Recently I unearthed a piece of short fiction that I wrote about five years ago. I always liked this piece – at least I liked the idea behind it – and I’ve long wanted to revisit it. However, I was afraid that it was pretty unpublishable in its current form. The last time I looked at it, five years ago, I pretty much hated it. I was afraid that it would need major revision, maybe a complete overhaul, to even make it readable. I sat down one morning with the intent to start on a very long process.
I was surprised an hour later, when I got through it with a few minor edits and decided that was all it needed. It didn’t suck after all. Why was I so convinced it did? I think it had to do with the environment in which I had left it, and the fact that your opinions are influenced by how you feel at the time.
Five years ago I was in the middle of my no-sale-in-seven-years phase. I had sent three different novel projects to my then-agent, and she said that I needed to step back and choose some things to focus on, since she couldn’t sell them all at once. So I made a couple of fateful decisions (cue dramatic music) to occupy myself while I slowed down my production: I decided to begin work on what I called the Big Fat Historical Fantasy, and I decided to join a writers’ group.
As it turned out, these were not really fruitful decisions. I don’t want to analyze what when wrong with the Big Fat Historical Fantasy here (it would take several blog posts all its own), but it did leave me deeply frustrated as I tried several times and with several approaches to write it, only to throw out 1500 words here, 20,000 words there, 30,000 words again. As for the writers’ group, while they were wonderful and supportive people and I enjoyed talking shop with them, their writing styles were radically different from mine and they were looking for something different from the writers’ group experience. I’m a sort of intuitive writer and I want to know how people feel when they read my work; they tended to follow the Rules of Writing and they wanted to tell me about how many adverbs I was using. These two experiences, combined with the fact that I wasn’t selling a damn thing, left me pretty well convinced that I couldn’t write at all.
So when I workshopped this short story with the writers’ group and they made their criticisms, I admit I took the advice a little hard. I made the changes but I felt grumpy about it, and I felt the story had lost its way. I felt I’d lost my way in general. I figured it was a lousy story that needed more help than I could give it, and I trunked it.
Now it’s five years later.

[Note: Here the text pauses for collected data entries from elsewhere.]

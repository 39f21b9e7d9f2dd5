mod cli;

use clap::Parser;
use log::error;
use std::process::ExitCode;

/*-------------------------------------------------------------------------------------------------
  Main
-------------------------------------------------------------------------------------------------*/

fn main() -> ExitCode {
    let args = cli::Args::parse();
    cli::log::init(&args);

    match cloudlocate::locate() {
        Ok(result) => {
            cli::log::detection_result(&result);
            cli::output::detection_result(&result);
            ExitCode::SUCCESS
        }
        Err(error) => {
            error!("{error}");
            ExitCode::FAILURE
        }
    }
}
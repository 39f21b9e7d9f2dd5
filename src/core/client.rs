use crate::core::errors::{Error, Result};
use log::{debug, info};
use reqwest::blocking;
use std::time::Duration;
use thiserror::Error;

/*-------------------------------------------------------------------------------------------------
  Capabilities
-------------------------------------------------------------------------------------------------*/

/// Source of a provider's published IP-range JSON document.
pub trait RangeSource {
    /// Fetch the raw document. Any failure is a [Error::ReferenceDataUnavailable].
    fn fetch_ranges(&self) -> Result<String>;
}

/// Instance metadata endpoint.
pub trait MetadataSource {
    fn fetch_metadata(&self) -> std::result::Result<MetadataResponse, TransportError>;
}

/// Status and body of a metadata response.
#[derive(Clone, Debug, Eq, PartialEq)]
pub struct MetadataResponse {
    pub status: u16,
    pub body: String,
}

impl MetadataResponse {
    pub fn is_success(&self) -> bool {
        (200..300).contains(&self.status)
    }
}

/// Why a metadata request produced no response.
#[derive(Clone, Debug, Error, Eq, PartialEq)]
pub enum TransportError {
    /// The endpoint could not be reached (refused, timed out, unresolvable, reset, ...).
    #[error("metadata endpoint unavailable: {0}")]
    Unavailable(String),

    /// The request itself could not be built.
    #[error("invalid metadata request: {0}")]
    InvalidRequest(String),
}

impl From<reqwest::Error> for TransportError {
    fn from(error: reqwest::Error) -> Self {
        if error.is_builder() {
            TransportError::InvalidRequest(error.to_string())
        } else {
            TransportError::Unavailable(error.to_string())
        }
    }
}

/*-------------------------------------------------------------------------------------------------
  HTTP Client
-------------------------------------------------------------------------------------------------*/

/// Blocking HTTP client for a single endpoint. Every request is bounded by the client timeout
/// and is attempted once.
///
/// ```
/// use cloudlocate::{HttpClient, MetadataSource};
/// use std::time::Duration;
///
/// let client = HttpClient::new("http://127.0.0.1:1/zone", Duration::from_millis(500))?
///     .header("Metadata-Flavor", "Google");
/// assert!(client.fetch_metadata().is_err());
/// # Ok::<(), cloudlocate::Error>(())
/// ```
#[derive(Debug, Clone)]
pub struct HttpClient {
    url: String,
    headers: Vec<(String, String)>,
    client: blocking::Client,
}

impl HttpClient {
    pub fn new(url: &str, timeout: Duration) -> Result<Self> {
        let client = blocking::Client::builder().timeout(timeout).build()?;

        Ok(Self {
            url: url.to_string(),
            headers: Vec::new(),
            client,
        })
    }

    /// Add a header sent with every request.
    pub fn header(mut self, name: &str, value: &str) -> Self {
        self.headers.push((name.to_string(), value.to_string()));
        self
    }

    pub fn url(&self) -> &str {
        &self.url
    }

    fn get(&self) -> reqwest::Result<blocking::Response> {
        info!("GET {}", self.url);
        self.headers
            .iter()
            .fold(self.client.get(&self.url), |request, (name, value)| {
                request.header(name.as_str(), value.as_str())
            })
            .send()
    }
}

impl RangeSource for HttpClient {
    fn fetch_ranges(&self) -> Result<String> {
        self.get()
            .and_then(blocking::Response::error_for_status)
            .and_then(blocking::Response::text)
            .inspect(|json| debug!("Received {} bytes from {}", json.len(), self.url))
            .map_err(|error| Error::ReferenceDataUnavailable(format!("GET {}: {error}", self.url)))
    }
}

impl MetadataSource for HttpClient {
    fn fetch_metadata(&self) -> std::result::Result<MetadataResponse, TransportError> {
        let response = self.get()?;
        let status = response.status().as_u16();
        let body = response.text()?;
        debug!("GET {}: {} {:?}", self.url, status, body);

        Ok(MetadataResponse { status, body })
    }
}

/*-------------------------------------------------------------------------------------------------
  Unit Tests
-------------------------------------------------------------------------------------------------*/

#[cfg(test)]
pub(crate) mod tests {
    use super::*;
    use crate::core::errors::log_error;
    use test_log::test;

    /*----------------------------------------------------------------------------------
      Test Capabilities
    ----------------------------------------------------------------------------------*/

    /// Range source serving a fixed document, or failing when `None`.
    pub(crate) struct StaticRangeSource(pub Option<&'static str>);

    impl RangeSource for StaticRangeSource {
        fn fetch_ranges(&self) -> Result<String> {
            self.0
                .map(str::to_string)
                .ok_or_else(|| Error::ReferenceDataUnavailable("connection refused".into()))
        }
    }

    /// Metadata source returning a fixed outcome.
    pub(crate) struct StaticMetadataSource(
        pub std::result::Result<MetadataResponse, TransportError>,
    );

    impl StaticMetadataSource {
        pub(crate) fn ok(body: &str) -> Self {
            Self(Ok(MetadataResponse {
                status: 200,
                body: body.to_string(),
            }))
        }

        pub(crate) fn status(status: u16) -> Self {
            Self(Ok(MetadataResponse {
                status,
                body: String::new(),
            }))
        }

        pub(crate) fn unavailable() -> Self {
            Self(Err(TransportError::Unavailable(
                "error trying to connect: Connection refused".into(),
            )))
        }
    }

    impl MetadataSource for StaticMetadataSource {
        fn fetch_metadata(&self) -> std::result::Result<MetadataResponse, TransportError> {
            self.0.clone()
        }
    }

    /*----------------------------------------------------------------------------------
      MetadataResponse
    ----------------------------------------------------------------------------------*/

    #[test]
    fn test_metadata_response_is_success() {
        let response = |status| MetadataResponse {
            status,
            body: String::new(),
        };

        assert!(response(200).is_success());
        assert!(response(204).is_success());
        assert!(!response(301).is_success());
        assert!(!response(403).is_success());
        assert!(!response(500).is_success());
    }

    /*----------------------------------------------------------------------------------
      HttpClient
    ----------------------------------------------------------------------------------*/

    #[test]
    fn test_connection_refused_is_unavailable() {
        let client = HttpClient::new("http://127.0.0.1:1/zone", Duration::from_millis(500))
            .unwrap()
            .header("Metadata-Flavor", "Google");

        let result = client.fetch_metadata();
        assert!(matches!(result, Err(TransportError::Unavailable(_))));
    }

    #[test]
    fn test_malformed_url_is_invalid_request() {
        let client = HttpClient::new("not a url", Duration::from_millis(500)).unwrap();

        let result = client.fetch_metadata();
        assert!(matches!(result, Err(TransportError::InvalidRequest(_))));
    }

    #[test]
    fn test_unreachable_range_source() {
        let client =
            HttpClient::new("http://127.0.0.1:1/ip-ranges.json", Duration::from_millis(500))
                .unwrap();

        let result = client.fetch_ranges().inspect_err(log_error);
        assert!(matches!(result, Err(Error::ReferenceDataUnavailable(_))));
    }
}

I’ve completed the first two manuscripts in a pretty promising series of new novels, I’m querying new agents and I’ve actually received a little interest. (No news yet; this is another waiting period.) Re-reading my story in this more optimistic context, I can see that it wasn’t nearly as bad as I’d feared. The changes I made after workshopping it weren’t bad, either – they were some positive improvements that strengthened the story.
My point is that writers need to find this delicate balance between having an intense grasp of emotion – bleeding all over the page, as it’s sometimes described – and being objective enough to analyze your work in a professional manner. Many writers get hung up on the editing process because they refuse to believe anything about their cherished work needs improvement; it’s also possible to go to the other extreme. Take some time to step away from your work and clear your mind. Take a month or a year or five. (Okay, five may be going too far.) Let the emotions that might have swayed your perception fade a little. Then you can see more clearly whether and what about your work needs improvement.